Impact of Female Gender on Prognosis in Type 2 Diabetic Patients with Ischemic Stroke

Abstract
This study assessed gender differences in diabetic patients with ischemic stroke with respect to vascular risk factors, clinical features and early outcome. Ischemic stroke was diagnosed in 261 diabetic women and 300 diabetic men of 2,446 ischemic stroke patients included in a prospective stroke registry over 17 years. Mean +/- SD age was 77.5 +/- 8.3 years in women and 71.8 +/- 9.7 years in men (p < 0.021). Risk factors for stroke including hypertension, atrial fibrillation, congestive heart failure and valvular heart disease were significantly more common in women.
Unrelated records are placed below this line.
fn validate(config: &Config) -> Result<()> {
    // Validate retrieval
    if config.retrieval.top_k == 0 {
        bail!("retrieval.top_k must be >= 1");
    }
    if config.retrieval.rerank_top_k == 0 {
        bail!("retrieval.rerank_top_k must be >= 1");
    }
    if !(0.0..=1.0).contains(&config.retrieval.rerank_threshold) {
        bail!("retrieval.rerank_threshold must be in [0.0, 1.0]");
    }

    // Validate planner
    if config.planner.max_sub_queries == 0 {
        bail!("planner.max_sub_queries must be >= 1");
    }

    // Validate cache tiers
    for (name, tier) in [("response", &config.cache.response), ("context", &config.cache.context)] {
        if !(0.0..=1.0).contains(&tier.similarity_threshold) {
            bail!("cache.{}.similarity_threshold must be in [0.0, 1.0]", name);
        }
        if tier.ttl_secs == 0 {
            bail!("cache.{}.ttl_secs must be > 0", name);
        }
    }

    // Validate embedding
    match &config.embedding.provider {
        EmbeddingProviderConfig::Disabled => {}
        EmbeddingProviderConfig::OpenAi {
            model,
            dims,
            base_url,
            ..
        } => {
            check_model("embedding", model)?;
            check_dims(*dims)?;
            if let Some(url) = base_url {
                check_url("embedding", url)?;
            }
        }
        EmbeddingProviderConfig::Local { model, dims, url } => {
            check_model("embedding", model)?;
            check_dims(*dims)?;
            check_url("embedding", url)?;
        }
        EmbeddingProviderConfig::Hashing { dims } => check_dims(*dims)?,
    }

    // Validate llm
    if config.llm.timeout_secs == 0 {
        bail!("llm.timeout_secs must be > 0");
    }
    config.llm.default.validate("llm.default")?;
    if let Some(internal) = &config.llm.internal {
        internal.validate("llm.internal")?;
    }
    if let Some(fallback) = &config.llm.fallback {
        fallback.validate("llm.fallback")?;
    }

    Ok(())
}

fn check_dims(dims: usize) -> Result<()> {
    if dims == 0 {
        bail!("embedding.dims must be > 0");
    }
    Ok(())
}

#[cfg(test)]
mod tests {
    use super::*;

    const MINIMAL: &str = r#"
[llm.default]
provider = "openai"
model = "gpt-4o-mini"
"#;

    #[test]
    fn test_minimal_config_uses_defaults() {
        let config = parse_config(MINIMAL).unwrap();
        assert_eq!(config.retrieval.top_k, 8);
        assert!(config.retrieval.rerank_enabled);
        assert!(!config.planner.decomposition_enabled);
        assert!(!config.embedding.is_enabled());
        assert_eq!(config.cache.response.similarity_threshold, 0.95);
        assert_eq!(config.cache.context.ttl_secs, 86_400);
        assert_eq!(config.llm.internal_threshold, SecurityLevel::Confidential);
        assert_eq!(config.llm.default.label(), "openai:gpt-4o-mini");
        assert!(config.llm.fallback.is_none());
    }

    #[test]
    fn test_full_config_parses_tagged_unions() {
        let config = parse_config(
            r#"
[retrieval]
top_k = 5
rerank_threshold = 0.4

[planner]
decomposition_enabled = true
max_sub_queries = 3

[cache.response]
similarity_threshold = 0.9
ttl_secs = 60
encrypt = false

[embedding]
provider = "local"
model = "nomic-embed-text"
dims = 768
timeout_secs = 5

[llm]
internal_threshold = "RESTRICTED"
fallback_max_level = "GENERAL"

[llm.default]
provider = "openai"
model = "gpt-4o-mini"
base_url = "https://api.example.com/v1"

[llm.internal]
provider = "local"
model = "llama3.1"

[llm.fallback]
provider = "endpoint"
url = "https://tgi.internal/generate"
"#,
        )
        .unwrap();
        assert_eq!(config.retrieval.top_k, 5);
        assert_eq!(config.planner.max_sub_queries, 3);
        assert!(!config.cache.response.encrypt);
        assert_eq!(config.cache.context.similarity_threshold, 0.85);
        assert_eq!(
            config.embedding.provider,
            EmbeddingProviderConfig::Local {
                model: "nomic-embed-text".into(),
                dims: 768,
                url: "http://localhost:11434".into()
            }
        );
        assert_eq!(config.embedding.timeout_secs, 5);
        assert_eq!(config.llm.internal_threshold, SecurityLevel::Restricted);
        assert_eq!(config.llm.fallback_max_level, Some(SecurityLevel::General));
        assert_eq!(
            config.llm.internal.as_ref().map(ProviderConfig::label).as_deref(),
            Some("local:llama3.1")
        );
        assert_eq!(
            config.llm.fallback.as_ref().map(ProviderConfig::label).as_deref(),
            Some("endpoint:https://tgi.internal/generate")
        );
    }

    #[test]
    fn test_rejects_unknown_provider() {
        let err = parse_config(
            r#"
[llm.default]
provider = "carrier-pigeon"
model = "x"
"#,
        )
        .unwrap_err();
        assert!(format!("{:#}", err).contains("carrier-pigeon"));
    }

    #[test]
    fn test_rejects_invalid_url() {
        let err = parse_config(
            r#"
[llm.default]
provider = "local"
model = "llama3"
url = "not a url"
"#,
        )
        .unwrap_err();
        assert!(err.to_string().contains("llm.default"));
    }

    #[test]
    fn test_rejects_zero_dims() {
        let err = parse_config(
            r#"
[embedding]
provider = "hashing"
dims = 0

[llm.default]
provider = "openai"
model = "gpt-4o-mini"
"#,
        )
        .unwrap_err();
        assert!(err.to_string().contains("dims"));
    }

    #[test]
    fn test_rejects_out_of_range_threshold() {
        let err = parse_config(
            r#"
[cache.context]
similarity_threshold = 1.5
ttl_secs = 10

[llm.default]
provider = "openai"
model = "gpt-4o-mini"
"#,
        )
        .unwrap_err();
        assert!(err.to_string().contains("cache.context"));
    }

    #[test]
    fn test_rejects_empty_model() {
        let err = parse_config(
            r#"
[llm.default]
provider = "openai"
model = " "
"#,
        )
        .unwrap_err();
        assert!(err.to_string().contains("model"));
    }

    #[test]
    fn test_example_config_is_valid() {
        let config = parse_config(include_str!("../config/srag.example.toml")).unwrap();
        assert!(config.embedding.is_enabled());
        assert_eq!(config.llm.fallback_max_level, Some(SecurityLevel::Restricted));
        assert_eq!(
            config.llm.fallback.as_ref().map(ProviderConfig::label).as_deref(),
            Some("endpoint:tgi-mistral")
        );
    }
}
Cardioembolic infarction occurred in 29.5% of women and 15.3% of men (p < 0.001), and lacunar stroke in 40.3% of men and 29.9% of women (p < 0.006). In-hospital mortality was 14.9% in diabetic women, and 8.3% in diabetic men (p < 0.02). After multivariate analysis, congestive heart failure (OR = 4.59), frontal lobe involvement (OR = 2.67), hypertension (OR = 1.62) and age were independent variables for ischemic stroke in diabetic women. Diabetic women had a poor prognosis, which may be due to differences in age, comorbidity and stroke subtype distribution.